Fonte: Bloomberg. Valori basati sul primo giorno lavorativo del mese

Fonte: Bloomberg. Valori basati sul primo giorno lavorativo del mese

C’è eventualmente una nozione da tener presente: prima del picco i mercati (quello che si chiama sentimento dei mercati) avevano un’indole positiva. Spiegato in due parole, il Mario Rossi che era stato assunto a fare il commesso aveva l’aspettativa (gonfiata anche dai media) che tutto sarebbe andato bene, che la banca era pronta a dargli un prestito o un mutuo con tasso favorevole, perché in fondo “tutto andava bene”. Mario sapeva che avrebbe ripagato il suo debito. Oggi Mario è un filo più pessimista, e auspicando che non abbia perso il posto di lavoro di sicuro ha paura. I casi di aziende italiane che, pur andando bene, decidono di rilocalizzarsi all’estero (dove il costo del lavoro è più basso) sono all’ordine del giorno.

Con queste premesse il Mario e sua moglie, la Maria, è plausibile che non siano cosi affamati di shopping nei grandi centri commerciali. Anzi, magari aspettano i saldi.

Questo è il primo problema dei centri commerciali.

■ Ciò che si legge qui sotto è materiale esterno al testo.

// src/inventory/store.rs

//! Thread-safe in-memory inventory of installed package versions
//!
//! All reads and writes go through one mutex held for the duration of a
//! single operation. Every accessor returns detached copies, so callers
//! never hold the lock and never observe a half-applied mutation.

use super::record::{InstalledPackageVersion, string_id};
use super::sync;
use crate::db::DurableStore;
use crate::error::{Error, Result};
use crate::filesystem::path::{depth, is_under_or_equals};
use crate::package::validate_name;
use crate::version::{Dependency, Version};
use parking_lot::Mutex;
use std::collections::{BTreeMap, BTreeSet};
use std::path::{Path, PathBuf};
use std::sync::Arc;
use std::sync::mpsc::{Receiver, Sender, channel};
use tracing::debug;

/// Notification that the installation state of a package version changed
#[derive(Debug, Clone, PartialEq, Eq)]
pub struct StatusChange {
    pub package: String,
    pub version: Version,
}

/// Process-wide record of installed package versions
///
/// Construct one at startup and pass it down; tests and the sync engine
/// create independent short-lived instances freely.
#[derive(Default)]
pub struct InventoryStore {
    /// Keyed by canonical string id; BTreeMap gives a stable iteration order
    data: Mutex<BTreeMap<String, InstalledPackageVersion>>,
    durable: Option<Arc<dyn DurableStore>>,
    listeners: Mutex<Vec<Sender<StatusChange>>>,
}

impl InventoryStore {
    /// Create an empty store without durable backing
    pub fn new() -> Self {
        Self::default()
    }

    /// Create an empty store that can persist through `durable`
    pub fn with_durable(durable: Arc<dyn DurableStore>) -> Self {
        Self {
            durable: Some(durable),
            ..Self::default()
        }
    }

    /// The durable store this inventory persists to, if any
    pub fn durable(&self) -> Option<&Arc<dyn DurableStore>> {
        self.durable.as_ref()
    }

    /// Receive a [`StatusChange`] after every path-affecting mutation
    ///
    /// Delivery never blocks the mutating call. Dropping the receiver
    /// unsubscribes.
    pub fn subscribe(&self) -> Receiver<StatusChange> {
        let (tx, rx) = channel();
        self.listeners.lock().push(tx);
        rx
    }

    fn fire_status_changed(&self, package: &str, version: &Version) {
        let change = StatusChange {
            package: package.to_string(),
            version: version.clone(),
        };
        self.listeners
            .lock()
            .retain(|tx| tx.send(change.clone()).is_ok());
    }

    /// Find a record (installed or placeholder)
    pub fn find(&self, package: &str, version: &Version) -> Option<InstalledPackageVersion> {
        self.data.lock().get(&string_id(package, version)).cloned()
    }

    /// Return the record for (package, version), creating a placeholder
    /// with no directory if absent
    pub fn find_or_create(
        &self,
        package: &str,
        version: &Version,
    ) -> Result<InstalledPackageVersion> {
        validate_name(package)?;

        let mut data = self.data.lock();
        let ipv = data
            .entry(string_id(package, version))
            .or_insert_with(|| InstalledPackageVersion::new(package, version.clone(), None));
        Ok(ipv.clone())
    }

    /// Update or insert a record's directory
    ///
    /// With `persist`, the record is also written to the durable store. A
    /// persistence failure is returned, but the in-memory change stays.
    pub fn set_path(
        &self,
        package: &str,
        version: &Version,
        directory: Option<&Path>,
        persist: bool,
    ) -> Result<()> {
        validate_name(package)?;
        let result = {
            let mut data = self.data.lock();
            let ipv = data
                .entry(string_id(package, version))
                .or_insert_with(|| InstalledPackageVersion::new(package, version.clone(), None));
            ipv.set_path(directory.map(Path::to_path_buf));

            if persist {
                match &self.durable {
                    Some(durable) => sync::save_record(durable.as_ref(), ipv),
                    None => Err(Error::ConfigError(
                        "Inventory has no durable store attached".to_string(),
                    )),
                }
            } else {
                Ok(())
            }
        };

        self.fire_status_changed(package, version);
        result
    }

    /// Set directory and detection info of a record in one step,
    /// creating it if necessary; nothing is persisted
    pub fn set_detected(
        &self,
        package: &str,
        version: &Version,
        directory: Option<&Path>,
        detection_info: &str,
    ) -> Result<()> {
        validate_name(package)?;
        {
            let mut data = self.data.lock();
            let ipv = data
                .entry(string_id(package, version))
                .or_insert_with(|| InstalledPackageVersion::new(package, version.clone(), None));
            ipv.detection_info = detection_info.to_string();
            ipv.set_path(directory.map(Path::to_path_buf));
        }
        self.fire_status_changed(package, version);
        Ok(())
    }

    /// Directory of a record, if it is installed
    pub fn get_path(&self, package: &str, version: &Version) -> Option<PathBuf> {
        self.data
            .lock()
            .get(&string_id(package, version))
            .and_then(|ipv| ipv.directory.clone())
    }

    /// All installed records
    pub fn get_all(&self) -> Vec<InstalledPackageVersion> {
        self.data
            .lock()
            .values()
            .filter(|ipv| ipv.installed())
            .cloned()
            .collect()
    }

    /// Installed records of one package
    pub fn get_by_package(&self, package: &str) -> Vec<InstalledPackageVersion> {
        self.data
            .lock()
            .values()
            .filter(|ipv| ipv.installed() && ipv.package == package)
            .cloned()
            .collect()
    }

    /// Installed record of `package` with the highest version
    ///
    /// Among equal versions the first in key order wins.
    pub fn get_newest_installed(&self, package: &str) -> Option<InstalledPackageVersion> {
        let data = self.data.lock();
        let mut newest: Option<&InstalledPackageVersion> = None;
        for ipv in data.values() {
            if ipv.package == package
                && ipv.installed()
                && newest.is_none_or(|n| n.version < ipv.version)
            {
                newest = Some(ipv);
            }
        }
        newest.cloned()
    }

    /// Identities having at least one installed version
    pub fn get_packages(&self) -> BTreeSet<String> {
        self.data
            .lock()
            .values()
            .filter(|ipv| ipv.installed())
            .map(|ipv| ipv.package.clone())
            .collect()
    }

    /// Directories of all installed records
    pub fn get_all_installed_paths(&self) -> Vec<PathBuf> {
        self.data
            .lock()
            .values()
            .filter_map(|ipv| ipv.directory.clone())
            .collect()
    }

    /// Installed record owning `path`
    ///
    /// A record owns a path if its directory equals it or is an ancestor
    /// of it. When several records qualify the deepest directory wins;
    /// equal depths fall back to key order.
    pub fn find_owner(&self, path: &Path) -> Option<InstalledPackageVersion> {
        let data = self.data.lock();
        let mut best: Option<(&InstalledPackageVersion, usize)> = None;
        for ipv in data.values() {
            let Some(dir) = ipv.directory() else {
                continue;
            };
            if !is_under_or_equals(path, dir) {
                continue;
            }
            let d = depth(dir);
            if best.is_none_or(|(_, best_depth)| d > best_depth) {
                best = Some((ipv, d));
            }
        }
        best.map(|(ipv, _)| ipv.clone())
    }

    pub fn is_installed(&self, package: &str, version: &Version) -> bool {
        self.data
            .lock()
            .get(&string_id(package, version))
            .is_some_and(|ipv| ipv.installed())
    }

    /// Whether some installed version of `dep.package` satisfies `dep`
    pub fn is_dependency_installed(&self, dep: &Dependency) -> bool {
        self.data
            .lock()
            .values()
            .any(|ipv| ipv.installed() && ipv.package == dep.package && dep.test(&ipv.version))
    }

    /// Number of installed records
    pub fn len(&self) -> usize {
        self.data.lock().values().filter(|ipv| ipv.installed()).count()
    }

    pub fn is_empty(&self) -> bool {
        self.len() == 0
    }

    /// Remove every record
    pub fn clear(&self) {
        self.data.lock().clear();
        debug!("Inventory cleared");
    }

    /// Replace the whole content with `records`, firing one notification
    /// per record once the new content is in place
    pub fn replace_all(&self, records: Vec<InstalledPackageVersion>) {
        {
            let mut data = self.data.lock();
            data.clear();
            for ipv in &records {
                data.insert(ipv.string_id(), ipv.clone());
            }
        }

        for ipv in &records {
            self.fire_status_changed(&ipv.package, &ipv.version);
        }
    }

    /// Independent copy of the installed records, without durable backing
    /// or subscribers
    pub fn snapshot(&self) -> InventoryStore {
        let copy = InventoryStore::new();
        {
            let mut data = copy.data.lock();
            for ipv in self.get_all() {
                data.insert(ipv.string_id(), ipv);
            }
        }
        copy
    }
}

impl std::fmt::Debug for InventoryStore {
    fn fmt(&self, f: &mut std::fmt::Formatter<'_>) -> std::fmt::Result {
        f.debug_struct("InventoryStore")
            .field("records", &self.data.lock().len())
            .field("durable", &self.durable.is_some())
            .finish()
    }
}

Passiamo al secondo problema, potremmo dire più attuale e tecnologico.

E-mall e vendite on line

Quei brutti cattivi di Amazon, Alibaba, Zalando, Yoox e molte altre realtà minori han deciso di vendere in rete quello che si può trovare nei negozi. In verità se si trattasse solo di un semplice competitor fisico il problema sarebbe grave ma affrontabile. Ma i grandi E-mall non si limitano a rubare (un fenomeno ancora in emersione) clienti. Acquisiscono le loro anime.

Facciamo un esempio. Se oggi il Mario va a comprare delle ciabatte su un E-mall il sito (Amazon, Alibaba, Zalando, Yoox scegliete voi) non si limita ad acquisire i dati anagrafici, la mail e i dati della carta di credito del Mario. Ma, grazie all’indecisione del Mario che ha navigato su e giù per il sito, mettendo like ad altri prodotti che lo “intrigavano”, il sito costruisce un’identità del Mario. In pratica con un po’ di visite saprà tutto del Mario. Alla meglio il centro commerciale classico conosce l’identità del Mario e, se il commesso è sveglio ed è supportato da un dipartimenti marketing attivo, potrà raccogliere la mail.

Le tecnologie di ultima generazione stanno ancora prendendo piede e i mall classici, già a corto di soldi, non sono sempre così entusiasti di abbracciare nuove tecnologie. Forse anche un aspetto di ignoranza legato all’età dei decision makers.

L’intelligence dispiegata in un E-mall è tranquillamente 100 volte superiore rispetto a un negozio di un classico centro commerciale.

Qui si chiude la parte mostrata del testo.